Mantis C2 Architecture

Overview

Mantis C2 is a custom Command and Control framework developed to test and bypass modern EDR telemetry. Commercial and widely available C2 frameworks often carry heavily signatured stubs; Mantis was built from the ground up to minimize static and behavioral footprint.

1. Evasion and Persistence Architecture

AST-Driven Polymorphism Protocol

To defeat static analysis, the builder utilizes a custom source-code mutation protocol:

  • The agent is processed by a custom pre-compiler that mutates the AST to generate structurally unique binaries for every deployment. This defeats Control Flow Graph (CFG) analysis and static signatures, a key step beyond simple file hash mutation.
  • All sensitive strings (e.g., C2 domains, commands) are automatically detected and encrypted at the source-code level and decrypted at runtime using a file-local key.
  • Rather than dropping secondary stages to disk, Mantis allocates memory dynamically (using VirtualAlloc/VirtualProtect equivalents) and executes position-independent shellcode directly.
  • All DWARF tables and symbol information are automatically removed during cross-compilation to severely complicate reverse engineering efforts.

Stealth

  • The agent runs silently as a background process.
  • Check-in intervals are heavily randomized. During sleep cycles, the agent masks its memory regions to prevent in-memory scanning from flagging dormant malicious threads.

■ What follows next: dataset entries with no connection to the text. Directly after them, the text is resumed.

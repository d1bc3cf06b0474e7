use std::sync::Arc;
use std::time::Duration;

use async_trait::async_trait;

use crate::config::LlmConfig;
use crate::errors::{AgentError, AgentResult};
use crate::llm::service::CompletionService;
use crate::llm::types::{
    ChatMessage, DecideOptions, DecisionResponse, FunctionCall, ToolCall,
};
use crate::llm::usage::UsageLedger;

/// OpenAI-compatible chat-completions client. One blocking round-trip per
/// decision; transport failures are retried a bounded number of times with
/// the same input before the call becomes fatal.
pub struct OpenAiCompletionService {
    api_base: String,
    api_key: String,
    client: reqwest::Client,
    ledger: Arc<UsageLedger>,
    max_retries: u32,
    retry_delay: Duration,
}

impl OpenAiCompletionService {
    pub fn new(config: &LlmConfig, ledger: Arc<UsageLedger>) -> AgentResult<Self> {
        Ok(Self {
            api_base: config.api_base.clone(),
            api_key: config.resolve_api_key()?,
            client: reqwest::Client::new(),
            ledger,
            max_retries: config.max_retries.max(1),
            retry_delay: Duration::from_millis(config.retry_delay_ms),
        })
    }

    fn build_body(&self, messages: &[ChatMessage], opts: &DecideOptions) -> serde_json::Value {
        let mut body = serde_json::json!({
            "model": opts.model,
            "messages": messages,
            "temperature": 0.0,
        });
        match &opts.tools {
            Some(tools) => {
                body["tools"] = serde_json::to_value(tools).unwrap_or_default();
                // One action per decision: force a tool call, forbid parallel calls.
                body["tool_choice"] = serde_json::json!("required");
                body["parallel_tool_calls"] = serde_json::json!(false);
            }
            None if opts.json_format => {
                body["response_format"] = serde_json::json!({ "type": "json_object" });
            }
            None => {}
        }
        body
    }

    async fn try_call(
        &self,
        body: &serde_json::Value,
        opts: &DecideOptions,
    ) -> AgentResult<DecisionResponse> {
        let response = self
            .client
            .post(&self.api_base)
            .bearer_auth(&self.api_key)
            .timeout(opts.timeout)
            .json(body)
            .send()
            .await?;

        if !response.status().is_success() {
            let status = response.status();
            let err_body = response.text().await.unwrap_or_default();
            return Err(AgentError::Decision(format!("{status}: {err_body}")));
        }

        let json: serde_json::Value = response.json().await?;

        let content = json["choices"][0]["message"]["content"]
            .as_str()
            .unwrap_or("")
            .to_string();

        let tool_calls: Vec<ToolCall> = json["choices"][0]["message"]["tool_calls"]
            .as_array()
            .map(|calls| {
                calls
                    .iter()
                    .map(|call| ToolCall {
                        id: call["id"].as_str().unwrap_or("").to_string(),
                        call_type: call["type"].as_str().unwrap_or("function").to_string(),
                        function: FunctionCall {
                            name: call["function"]["name"].as_str().unwrap_or("").to_string(),
                            arguments: call["function"]["arguments"]
                                .as_str()
                                .unwrap_or("{}")
                                .to_string(),
                        },
                    })
                    .collect()
            })
            .unwrap_or_default();

        if let Some(usage) = json.get("usage") {
            self.ledger.record(
                &opts.model,
                usage["prompt_tokens"].as_u64().unwrap_or(0),
                usage["completion_tokens"].as_u64().unwrap_or(0),
            );
        }

        tracing::debug!(
            model = %opts.model,
            content_len = content.len(),
            tool_calls = tool_calls.len(),
            "decision response received"
        );

        Ok(DecisionResponse {
            content,
            tool_calls,
        })
    }
}

#[async_trait]
impl CompletionService for OpenAiCompletionService {
    async fn decide(
        &self,
        messages: Vec<ChatMessage>,
        opts: DecideOptions,
    ) -> AgentResult<DecisionResponse> {
        let body = self.build_body(&messages, &opts);

        // Bounded retry loop, identical input each attempt.
        let mut attempt = 0;
        loop {
            match self.try_call(&body, &opts).await {
                Ok(response) => return Ok(response),
                Err(e) => {
                    attempt += 1;
                    if attempt >= self.max_retries {
                        return Err(AgentError::Decision(format!(
                            "failed after {attempt} attempts: {e}"
                        )));
                    }
                    tracing::warn!(
                        attempt,
                        model = %opts.model,
                        error = %e,
                        "decision call failed, retrying"
                    );
                    tokio::time::sleep(self.retry_delay * attempt).await;
                }
            }
        }
    }
}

Self-Contained destruction

The quit command initiates a self-destruct routine, which is critical for operational cleanup:

  1. Removes Windows Registry Run keys used for persistence.
  2. Securely deletes the executable binary from the disk.
  3. Terminates the session and signals the C2 server.

2. Streaming Data Telemetry

The core innovation is the streaming telemetry model, designed for high-volume, low-latency exfiltration:

  1. Data is sent immediately in small, encrypted batches over a covert TCP channel. This ensures data capture is continuous, even if the session is unexpectedly terminated.
  2. An immediate Stage 1 Recon Report is generated upon connection, providing the operator with critical system and file metadata before any manual command is issued.
  3. Files exceeding a defined threshold are automatically streamed raw in chunks, bypassing the compression engine to prevent memory spikes and keep CPU load minimal.

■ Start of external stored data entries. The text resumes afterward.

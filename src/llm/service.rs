use async_trait::async_trait;
use serde::de::DeserializeOwned;

use crate::errors::{AgentError, AgentResult};
use crate::llm::types::{ChatMessage, DecideOptions, DecisionResponse};

/// The decision boundary the core consumes. One call, one structured
/// response: either a free-form JSON object or a single constrained tool
/// choice, depending on the options.
///
/// Implementations own transport retries; a returned error means the call is
/// fatal for the task.
#[async_trait]
pub trait CompletionService: Send + Sync {
    async fn decide(
        &self,
        messages: Vec<ChatMessage>,
        opts: DecideOptions,
    ) -> AgentResult<DecisionResponse>;
}

/// Parse the JSON-object content of a decision into a typed schema.
/// Empty content and schema mismatches are both decision errors.
pub fn parse_decision<T: DeserializeOwned>(
    response: &DecisionResponse,
    context: &str,
) -> AgentResult<T> {
    if response.content.trim().is_empty() {
        return Err(AgentError::Decision(format!(
            "no response content received in {context}"
        )));
    }
    serde_json::from_str(&response.content)
        .map_err(|e| AgentError::Decision(format!("malformed decision in {context}: {e}")))
}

3. Tooling and Sanitization

The framework includes a custom Builder tool to generate payloads. The code is structured to enforce responsible usage.

Disclaimer: Core features, including the encryption/decryption keys, C2 IP/Port configuration, and the full multi-threaded session management logic, are omitted from this public documentation to prevent weaponization and maintain responsible disclosure standards. For the technical mechanism behind the polymorphic build, please refer to the dedicated research: Go AST Polymorphic Engine.

This tool is for educational research and authorized internal threat simulation only.